The topic of
my entry this week will combine the subject matter of two previous posts:
septic infections and viruses.
It may sound strange, but some study has been
done that suggests that it may be possible to monitor progression/severity of
septic infections through the detection of previously latent viruses,
indicating a clinically significant depressed immune system. In order to accomplish this, several serially
collected blood and/or plasma samples were obtained from hospitalized patients
over a period of time and monitored for an increase in viral DNA from species
that are capable of becoming latent, or hiding within the host’s DNA. Examples of these which were used in the
study included cytomegalovirus (CMV), Epstein-Barr (EBV), and herpes-simplex
(HSV).1
In theory,
when the immune system is suppressed to a certain extent, these latent viruses
would be reactivated and enter the patient’s blood. For the purpose of this study, an increase in
the viral DNA present in the patient’s blood was cross correlated to secondary
infections such as bacteria and fungi to see if a relationship could be
established, which could be used to indicate the underlying status of the
corresponding person’s immune system.1
It was
determined that this method of serially monitoring the amount of virus present
in a septic patient’s blood could be useful in determining the severity of the
depression of the immune system.

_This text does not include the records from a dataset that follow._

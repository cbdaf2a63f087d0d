//! Deciding whether two column layouts need a recompute.
//!
//! Comparison is two-tiered. When both sequences are known to be immutable,
//! instance identity is the answer and no column is looked at: the same
//! instance means nothing changed, a different instance means something may
//! have. Two separately built but identical frozen sequences therefore
//! compare as *different*. Otherwise columns are matched up by key and
//! compared one by one, ignoring order.

use std::collections::HashMap;

use crate::column::Column;
use crate::columns::Columns;
use crate::traits::{ColumnComparer, FrozenMarker, ImmutabilityProbe};

/// Shallow comparison of every caller-defined column field.
///
/// The computed `left` offset is ignored.
pub fn same_column(a: &Column, b: &Column) -> bool {
    a.key == b.key
        && a.name == b.name
        && a.width == b.width
        && a.resizable == b.resizable
        && a.sortable == b.sortable
        && a.locked == b.locked
}

/// Compare two column sequences, trusting their frozen markers.
///
/// Equivalent to [`same_columns_with`] using [`FrozenMarker`] as the probe.
///
/// ```rust
/// use gridmetrics::{same_column, same_columns, Column, Columns};
///
/// let prev = Columns::new(vec![Column::new("a"), Column::new("b").fixed(40)]);
/// let next = Columns::new(vec![Column::new("b").fixed(40), Column::new("a")]);
/// assert!(same_columns(&prev, &next, &same_column));
///
/// let renamed = Columns::new(vec![Column::new("a"), Column::new("z").fixed(40)]);
/// assert!(!same_columns(&prev, &renamed, &same_column));
/// ```
pub fn same_columns(prev: &Columns, next: &Columns, comparer: &impl ColumnComparer) -> bool {
    same_columns_with(prev, next, comparer, &FrozenMarker)
}

/// Compare two column sequences with an explicit immutability probe.
///
/// If `probe` reports both sequences immutable, returns whether they are the
/// same instance. Otherwise the sequences are equal when they have the same
/// length, every key appears in both, and `comparer` accepts each pair of
/// same-keyed columns.
pub fn same_columns_with(
    prev: &Columns,
    next: &Columns,
    comparer: &impl ColumnComparer,
    probe: &impl ImmutabilityProbe,
) -> bool {
    if probe.is_immutable(prev) && probe.is_immutable(next) {
        return Columns::ptr_eq(prev, next);
    }

    compare_each_column(prev, next, comparer)
}

fn compare_each_column(prev: &[Column], next: &[Column], comparer: &impl ColumnComparer) -> bool {
    if prev.len() != next.len() {
        return false;
    }

    let prev_by_key: HashMap<&str, &Column> = prev.iter().map(|c| (c.key.as_str(), c)).collect();
    let next_by_key: HashMap<&str, &Column> = next.iter().map(|c| (c.key.as_str(), c)).collect();

    let next_matches = next.iter().all(|column| {
        prev_by_key
            .get(column.key.as_str())
            .is_some_and(|prev_column| comparer.same_column(prev_column, column))
    });
    if !next_matches {
        return false;
    }

    // Same length and every next key found in prev can still hide a
    // mismatch when keys repeat, so check the other direction too.
    prev.iter()
        .all(|column| next_by_key.contains_key(column.key.as_str()))
}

The authors
suggest that this could be best accomplished through monitoring a panel of
common viruses such as CMV, EBV, HSV as well as others, and observed for a
marked increase across the board which could indicate that an individual has
entered the immunosuppressive stage of sepsis meaning that they would be almost
incapable of fighting off infections from various opportunistic pathogens such
as bacteria and fungi.1
If you would
like to read the full article and see the figures, here is the link:
Reference:
1. Walton
AH, Muenzer JT, Rasche D, Boomer JS, Sato B, et al. (2014) Reactivation of
Multiple Viruses in Patients with Sepsis. PLoS ONE 9(6): e98819.